**WHAT THE TASK ASKS**.
Character for character, write out the data below.

== == ==

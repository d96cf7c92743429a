use serde::{Deserialize, Serialize};

use super::{Opening, Room, Shunt, Wall};
use crate::error::{GeometryError, Result};

/// Ceiling height assumed when the editor did not store one (m).
pub const DEFAULT_CEILING_HEIGHT: f64 = 2.5;

fn default_ceiling_height() -> f64 {
    DEFAULT_CEILING_HEIGHT
}

/// Which state of the renovation a plan describes.
#[derive(Debug, Clone, Copy, PartialEq, Eq, Hash, Serialize, Deserialize)]
#[serde(rename_all = "lowercase")]
pub enum PlanType {
    /// Existing layout, used for demolition.
    Before,
    /// Proposed layout after the renovation.
    After,
}

impl PlanType {
    #[must_use]
    pub fn from_is_before(is_before: bool) -> Self {
        if is_before {
            Self::Before
        } else {
            Self::After
        }
    }

    #[must_use]
    pub fn is_before(self) -> bool {
        self == Self::Before
    }
}

/// The geometric payload of a floor plan.
///
/// `rooms` and `walls` are required; the remaining collections default to
/// empty when absent.
#[derive(Debug, Clone, PartialEq, Serialize, Deserialize)]
#[serde(rename_all = "camelCase")]
pub struct FloorPlanData {
    pub rooms: Vec<Room>,
    pub walls: Vec<Wall>,
    #[serde(default)]
    pub doors: Vec<Opening>,
    #[serde(default)]
    pub windows: Vec<Opening>,
    #[serde(default)]
    pub shunts: Vec<Shunt>,
    /// Ceiling height in meters.
    #[serde(default = "default_ceiling_height")]
    pub ceiling_height: f64,
}

impl Default for FloorPlanData {
    fn default() -> Self {
        Self {
            rooms: Vec::new(),
            walls: Vec::new(),
            doors: Vec::new(),
            windows: Vec::new(),
            shunts: Vec::new(),
            ceiling_height: DEFAULT_CEILING_HEIGHT,
        }
    }
}

impl FloorPlanData {
    /// Parses an editor payload.
    ///
    /// # Errors
    ///
    /// Returns `PlanoError::InvalidArgument` if the payload is not valid JSON,
    /// if `rooms` or `walls` is missing or `null`, or if the ceiling height is
    /// not a positive finite number.
    pub fn from_json(json: &str) -> Result<Self> {
        let data: Self = serde_json::from_str(json)?;
        data.validate()?;
        Ok(data)
    }

    /// Checks the plan-wide scalar fields.
    ///
    /// # Errors
    ///
    /// Returns `GeometryError::ParameterOutOfRange` for a non-positive or
    /// non-finite ceiling height.
    pub fn validate(&self) -> Result<()> {
        if !self.ceiling_height.is_finite() || self.ceiling_height <= 0.0 {
            return Err(GeometryError::ParameterOutOfRange {
                parameter: "ceiling_height",
                value: self.ceiling_height,
                min: f64::MIN_POSITIVE,
                max: f64::MAX,
            }
            .into());
        }
        Ok(())
    }

    /// Looks up a wall by id.
    #[must_use]
    pub fn wall(&self, id: &str) -> Option<&Wall> {
        self.walls.iter().find(|w| w.id == id)
    }

    /// Total length of visible walls in centimeters. Invisible helper lines
    /// are excluded.
    #[must_use]
    pub fn visible_wall_length(&self) -> f64 {
        self.walls
            .iter()
            .filter(|w| w.is_visible())
            .map(Wall::length)
            .sum()
    }
}

/// A stored floor plan as fetched from persistence.
#[derive(Debug, Clone, PartialEq, Serialize, Deserialize)]
pub struct FloorPlanDocument {
    pub id: String,
    #[serde(default)]
    pub name: String,
    pub data: FloorPlanData,
}
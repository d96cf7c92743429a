use serde::Serialize;
use tracing::{debug, warn};

use super::{RoomStats, RoomStatsQuery, StatsParams};
use crate::error::Result;
use crate::math::CM_PER_M;
use crate::plan::{FloorPlanData, Opening};

/// Statistics of one reported room.
#[derive(Debug, Clone, PartialEq, Serialize)]
#[serde(rename_all = "camelCase")]
pub struct RoomReport {
    pub id: String,
    pub name: String,
    pub stats: RoomStats,
}

/// Whole-plan totals, as shown in summary tables and PDF exports.
#[derive(Debug, Clone, PartialEq, Default, Serialize)]
#[serde(rename_all = "camelCase")]
pub struct PlanSummaryReport {
    pub rooms: Vec<RoomReport>,
    /// Ids of rooms below the materiality threshold.
    pub skipped_rooms: Vec<String>,
    /// Ids of reported rooms with no edge backed by a wall.
    pub low_confidence_rooms: Vec<String>,
    pub total_area: f64,
    pub total_wall_perimeter: f64,
    pub total_column_perimeter: f64,
    pub total_perimeter: f64,
    /// Length of visible walls (m).
    pub wall_length: f64,
    /// Wall surface of the reported rooms up to the ceiling (m²).
    pub wall_surface: f64,
    pub door_count: usize,
    pub window_count: usize,
}

/// Summarizes every room of a plan.
#[derive(Debug)]
pub struct PlanSummary<'a> {
    data: &'a FloorPlanData,
    params: StatsParams,
}

impl<'a> PlanSummary<'a> {
    /// Creates a new summary with default parameters.
    #[must_use]
    pub fn new(data: &'a FloorPlanData) -> Self {
        Self {
            data,
            params: StatsParams::default(),
        }
    }

    /// Sets custom parameters.
    #[must_use]
    pub fn with_params(mut self, params: StatsParams) -> Self {
        self.params = params;
        self
    }

    /// Executes the summary.
    ///
    /// # Errors
    ///
    /// Returns `GeometryError::ParameterOutOfRange` if the parameters or the
    /// plan's ceiling height are out of range.
    pub fn execute(&self) -> Result<PlanSummaryReport> {
        self.params.validate()?;
        self.data.validate()?;

        let data = self.data;
        let mut report = PlanSummaryReport {
            wall_length: data.visible_wall_length() / CM_PER_M,
            door_count: self.attached(&data.doors, "door"),
            window_count: self.attached(&data.windows, "window"),
            ..PlanSummaryReport::default()
        };

        for room in &data.rooms {
            let stats = RoomStatsQuery::new(room)
                .with_params(self.params)
                .execute(&data.walls, &data.shunts);

            if stats.area < self.params.min_room_area {
                debug!(
                    room = %room.id,
                    area = stats.area,
                    "skipping room below materiality threshold"
                );
                report.skipped_rooms.push(room.id.clone());
                continue;
            }
            if stats.is_low_confidence() {
                report.low_confidence_rooms.push(room.id.clone());
            }

            report.total_area += stats.area;
            report.total_wall_perimeter += stats.wall_perimeter;
            report.total_column_perimeter += stats.column_perimeter;
            report.total_perimeter += stats.total_perimeter;
            report.wall_surface += stats.wall_surface(data.ceiling_height);

            let name = if room.name.is_empty() {
                room.room_type.clone()
            } else {
                room.name.clone()
            };
            report.rooms.push(RoomReport {
                id: room.id.clone(),
                name,
                stats,
            });
        }

        Ok(report)
    }

    /// Counts openings attached to an existing wall.
    fn attached(&self, openings: &[Opening], kind: &str) -> usize {
        openings
            .iter()
            .filter(|o| {
                let found = self.data.wall(&o.wall_id).is_some();
                if !found {
                    warn!(
                        opening = %o.id,
                        wall = %o.wall_id,
                        kind,
                        "opening references an unknown wall"
                    );
                }
                found
            })
            .count()
    }
}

== == ==

**EXERCISE ANSWER**.
repository d96cf7c92743429a
use serde::{Deserialize, Serialize};

use super::{Opening, Room, Shunt, Wall};
use crate::error::{GeometryError, Result};

/// Ceiling height assumed when the editor did not store one (m).
pub const DEFAULT_CEILING_HEIGHT: f64 = 2.5;

fn default_ceiling_height() -> f64 {
    DEFAULT_CEILING_HEIGHT
}

/// Which state of the renovation a plan describes.
#[derive(Debug, Clone, Copy, PartialEq, Eq, Hash, Serialize, Deserialize)]
#[serde(rename_all = "lowercase")]
pub enum PlanType {
    /// Existing layout, used for demolition.
    Before,
    /// Proposed layout after the renovation.
    After,
}

impl PlanType {
    #[must_use]
    pub fn from_is_before(is_before: bool) -> Self {
        if is_before {
            Self::Before
        } else {
            Self::After
        }
    }

    #[must_use]
    pub fn is_before(self) -> bool {
        self == Self::Before
    }
}

/// The geometric payload of a floor plan.
///
/// `rooms` and `walls` are required; the remaining collections default to
/// empty when absent.
#[derive(Debug, Clone, PartialEq, Serialize, Deserialize)]
#[serde(rename_all = "camelCase")]
pub struct FloorPlanData {
    pub rooms: Vec<Room>,
    pub walls: Vec<Wall>,
    #[serde(default)]
    pub doors: Vec<Opening>,
    #[serde(default)]
    pub windows: Vec<Opening>,
    #[serde(default)]
    pub shunts: Vec<Shunt>,
    /// Ceiling height in meters.
    #[serde(default = "default_ceiling_height")]
    pub ceiling_height: f64,
}

impl Default for FloorPlanData {
    fn default() -> Self {
        Self {
            rooms: Vec::new(),
            walls: Vec::new(),
            doors: Vec::new(),
            windows: Vec::new(),
            shunts: Vec::new(),
            ceiling_height: DEFAULT_CEILING_HEIGHT,
        }
    }
}

impl FloorPlanData {
    /// Parses an editor payload.
    ///
    /// # Errors
    ///
    /// Returns `PlanoError::InvalidArgument` if the payload is not valid JSON,
    /// if `rooms` or `walls` is missing or `null`, or if the ceiling height is
    /// not a positive finite number.
    pub fn from_json(json: &str) -> Result<Self> {
        let data: Self = serde_json::from_str(json)?;
        data.validate()?;
        Ok(data)
    }

    /// Checks the plan-wide scalar fields.
    ///
    /// # Errors
    ///
    /// Returns `GeometryError::ParameterOutOfRange` for a non-positive or
    /// non-finite ceiling height.
    pub fn validate(&self) -> Result<()> {
        if !self.ceiling_height.is_finite() || self.ceiling_height <= 0.0 {
            return Err(GeometryError::ParameterOutOfRange {
                parameter: "ceiling_height",
                value: self.ceiling_height,
                min: f64::MIN_POSITIVE,
                max: f64::MAX,
            }
            .into());
        }
        Ok(())
    }

    /// Looks up a wall by id.
    #[must_use]
    pub fn wall(&self, id: &str) -> Option<&Wall> {
        self.walls.iter().find(|w| w.id == id)
    }

    /// Total length of visible walls in centimeters. Invisible helper lines
    /// are excluded.
    #[must_use]
    pub fn visible_wall_length(&self) -> f64 {
        self.walls
            .iter()
            .filter(|w| w.is_visible())
            .map(Wall::length)
            .sum()
    }
}

/// A stored floor plan as fetched from persistence.
#[derive(Debug, Clone, PartialEq, Serialize, Deserialize)]
pub struct FloorPlanDocument {
    pub id: String,
    #[serde(default)]
    pub name: String,
    pub data: FloorPlanData,
}
repository d96cf7c92743429a
use serde::Serialize;
use tracing::{debug, warn};

use super::{RoomStats, RoomStatsQuery, StatsParams};
use crate::error::Result;
use crate::math::CM_PER_M;
use crate::plan::{FloorPlanData, Opening};

/// Statistics of one reported room.
#[derive(Debug, Clone, PartialEq, Serialize)]
#[serde(rename_all = "camelCase")]
pub struct RoomReport {
    pub id: String,
    pub name: String,
    pub stats: RoomStats,
}

/// Whole-plan totals, as shown in summary tables and PDF exports.
#[derive(Debug, Clone, PartialEq, Default, Serialize)]
#[serde(rename_all = "camelCase")]
pub struct PlanSummaryReport {
    pub rooms: Vec<RoomReport>,
    /// Ids of rooms below the materiality threshold.
    pub skipped_rooms: Vec<String>,
    /// Ids of reported rooms with no edge backed by a wall.
    pub low_confidence_rooms: Vec<String>,
    pub total_area: f64,
    pub total_wall_perimeter: f64,
    pub total_column_perimeter: f64,
    pub total_perimeter: f64,
    /// Length of visible walls (m).
    pub wall_length: f64,
    /// Wall surface of the reported rooms up to the ceiling (m²).
    pub wall_surface: f64,
    pub door_count: usize,
    pub window_count: usize,
}

/// Summarizes every room of a plan.
#[derive(Debug)]
pub struct PlanSummary<'a> {
    data: &'a FloorPlanData,
    params: StatsParams,
}

impl<'a> PlanSummary<'a> {
    /// Creates a new summary with default parameters.
    #[must_use]
    pub fn new(data: &'a FloorPlanData) -> Self {
        Self {
            data,
            params: StatsParams::default(),
        }
    }

    /// Sets custom parameters.
    #[must_use]
    pub fn with_params(mut self, params: StatsParams) -> Self {
        self.params = params;
        self
    }

    /// Executes the summary.
    ///
    /// # Errors
    ///
    /// Returns `GeometryError::ParameterOutOfRange` if the parameters or the
    /// plan's ceiling height are out of range.
    pub fn execute(&self) -> Result<PlanSummaryReport> {
        self.params.validate()?;
        self.data.validate()?;

        let data = self.data;
        let mut report = PlanSummaryReport {
            wall_length: data.visible_wall_length() / CM_PER_M,
            door_count: self.attached(&data.doors, "door"),
            window_count: self.attached(&data.windows, "window"),
            ..PlanSummaryReport::default()
        };

        for room in &data.rooms {
            let stats = RoomStatsQuery::new(room)
                .with_params(self.params)
                .execute(&data.walls, &data.shunts);

            if stats.area < self.params.min_room_area {
                debug!(
                    room = %room.id,
                    area = stats.area,
                    "skipping room below materiality threshold"
                );
                report.skipped_rooms.push(room.id.clone());
                continue;
            }
            if stats.is_low_confidence() {
                report.low_confidence_rooms.push(room.id.clone());
            }

            report.total_area += stats.area;
            report.total_wall_perimeter += stats.wall_perimeter;
            report.total_column_perimeter += stats.column_perimeter;
            report.total_perimeter += stats.total_perimeter;
            report.wall_surface += stats.wall_surface(data.ceiling_height);

            let name = if room.name.is_empty() {
                room.room_type.clone()
            } else {
                room.name.clone()
            };
            report.rooms.push(RoomReport {
                id: room.id.clone(),
                name,
                stats,
            });
        }

        Ok(report)
    }

    /// Counts openings attached to an existing wall.
    fn attached(&self, openings: &[Opening], kind: &str) -> usize {
        openings
            .iter()
            .filter(|o| {
                let found = self.data.wall(&o.wall_id).is_some();
                if !found {
                    warn!(
                        opening = %o.id,
                        wall = %o.wall_id,
                        kind,
                        "opening references an unknown wall"
                    );
                }
                found
            })
            .count()
    }
}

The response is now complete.